(REQUIRED WORK) Search the material below for the word "enum" and copy every line in which it occurs.

<<<<

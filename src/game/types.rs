use std::fmt;

use serde::{Deserialize, Serialize};

use crate::config::game::FIXED_ONE;

pub type PlayerId = u8;
pub type PieceId = u32;

#[derive(Debug, Clone, Copy, PartialEq, Eq, Hash, PartialOrd, Ord, Serialize, Deserialize)]
pub struct Square {
    pub row: i32,
    pub col: i32,
}

impl Square {
    pub const fn new(row: i32, col: i32) -> Self {
        Self { row, col }
    }

    pub fn offset(self, d_row: i32, d_col: i32) -> Self {
        Self { row: self.row + d_row, col: self.col + d_col }
    }

    /// King-move distance, which is also the number of steps of a straight slide.
    pub fn chebyshev(self, other: Square) -> i32 {
        (self.row - other.row).abs().max((self.col - other.col).abs())
    }
}

impl fmt::Display for Square {
    fn fmt(&self, f: &mut fmt::Formatter<'_>) -> fmt::Result {
        write!(f, "({}, {})", self.row, self.col)
    }
}

/// A continuous board position in fixed-point units (`FIXED_ONE` per square).
#[derive(Debug, Clone, Copy, PartialEq, Eq, Hash, Serialize, Deserialize)]
pub struct FixedPos {
    pub row: i64,
    pub col: i64,
}

impl FixedPos {
    pub fn distance_sq(self, other: FixedPos) -> i64 {
        let dr = self.row - other.row;
        let dc = self.col - other.col;
        dr * dr + dc * dc
    }

    /// Nearest square, rounding halves toward the larger index.
    pub fn nearest_square(self) -> Square {
        let round = |v: i64| (v + FIXED_ONE / 2).div_euclid(FIXED_ONE) as i32;
        Square::new(round(self.row), round(self.col))
    }
}

impl From<Square> for FixedPos {
    fn from(square: Square) -> Self {
        Self {
            row: square.row as i64 * FIXED_ONE,
            col: square.col as i64 * FIXED_ONE,
        }
    }
}

#[derive(Debug, Clone, Copy, PartialEq, Eq, Hash, Serialize, Deserialize)]
pub enum BoardType {
    /// 8x8, two players.
    Standard,
    /// 12x12 with the corners cut, four players.
    FourPlayer,
}

impl BoardType {
    pub fn players(self) -> &'static [PlayerId] {
        match self {
            BoardType::Standard => &[1, 2],
            BoardType::FourPlayer => &[1, 2, 3, 4],
        }
    }

    /// Direction a pawn of `player` walks in, as `(d_row, d_col)`.
    /// Player 1 always starts on the south edge.
    pub fn forward(self, player: PlayerId) -> (i32, i32) {
        match (self, player) {
            (_, 1) => (-1, 0),
            (BoardType::Standard, _) => (1, 0),
            (BoardType::FourPlayer, 2) => (0, 1),
            (BoardType::FourPlayer, 3) => (1, 0),
            (BoardType::FourPlayer, _) => (0, -1),
        }
    }
}

#[derive(Debug, Clone, Copy, PartialEq, Eq, Hash, PartialOrd, Ord, Serialize, Deserialize)]
pub enum PieceType {
    Pawn,
    Knight,
    Bishop,
    Rook,
    Queen,
    King,
}

/// How a piece type moves.
#[derive(Debug, Clone, Copy, PartialEq, Eq)]
pub enum Pattern {
    /// Any distance along these unit directions.
    Slide(&'static [(i32, i32)]),
    /// Exactly one of these offsets.
    Leap(&'static [(i32, i32)]),
    /// Forward steps and diagonal captures, relative to the owner's orientation.
    Pawn,
}

#[derive(Debug, Clone, Copy, PartialEq, Eq)]
pub struct PieceRule {
    pub pattern: Pattern,
    /// Material value in centipawns.
    pub value: i32,
    pub symbol: char,
}

pub const ROOK_DIRS: [(i32, i32); 4] = [(1, 0), (-1, 0), (0, 1), (0, -1)];
pub const BISHOP_DIRS: [(i32, i32); 4] = [(1, 1), (1, -1), (-1, 1), (-1, -1)];
pub const QUEEN_DIRS: [(i32, i32); 8] =
    [(1, 0), (-1, 0), (0, 1), (0, -1), (1, 1), (1, -1), (-1, 1), (-1, -1)];
pub const KNIGHT_DELTAS: [(i32, i32); 8] =
    [(-2, -1), (-2, 1), (-1, -2), (-1, 2), (1, -2), (1, 2), (2, -1), (2, 1)];

/// Movement pattern and value of every piece type, indexed by discriminant.
const RULES: [PieceRule; 6] = [
    PieceRule { pattern: Pattern::Pawn, value: 100, symbol: 'P' },
    PieceRule { pattern: Pattern::Leap(&KNIGHT_DELTAS), value: 300, symbol: 'N' },
    PieceRule { pattern: Pattern::Slide(&BISHOP_DIRS), value: 300, symbol: 'B' },
    PieceRule { pattern: Pattern::Slide(&ROOK_DIRS), value: 500, symbol: 'R' },
    PieceRule { pattern: Pattern::Slide(&QUEEN_DIRS), value: 900, symbol: 'Q' },
    PieceRule { pattern: Pattern::Leap(&QUEEN_DIRS), value: 10_000, symbol: 'K' },
];

impl PieceType {
    pub const ALL: [PieceType; 6] = [
        PieceType::Pawn,
        PieceType::Knight,
        PieceType::Bishop,
        PieceType::Rook,
        PieceType::Queen,
        PieceType::King,
    ];

    #[inline]
    pub fn rule(self) -> &'static PieceRule {
        &RULES[self as usize]
    }

    pub fn from_symbol(symbol: char) -> Option<PieceType> {
        let upper = symbol.to_ascii_uppercase();
        PieceType::ALL.into_iter().find(|t| t.rule().symbol == upper)
    }
}

#[derive(Debug, Clone, Serialize, Deserialize)]
pub struct Piece {
    pub id: PieceId,
    pub piece_type: PieceType,
    pub owner: PlayerId,
    /// Resting square, or the origin of the move while the piece is moving.
    pub square: Square,
    pub moved: bool,
    pub captured: bool,
}

impl Piece {
    pub fn new(id: PieceId, piece_type: PieceType, owner: PlayerId, square: Square) -> Self {
        Self {
            id,
            piece_type,
            owner,
            square,
            moved: false,
            captured: false,
        }
    }

    pub fn is_alive(&self) -> bool {
        !self.captured
    }
}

>>>>

(SOLUTION TO THIS EXERCISE)
pub enum BoardType {
pub enum PieceType {
pub enum Pattern {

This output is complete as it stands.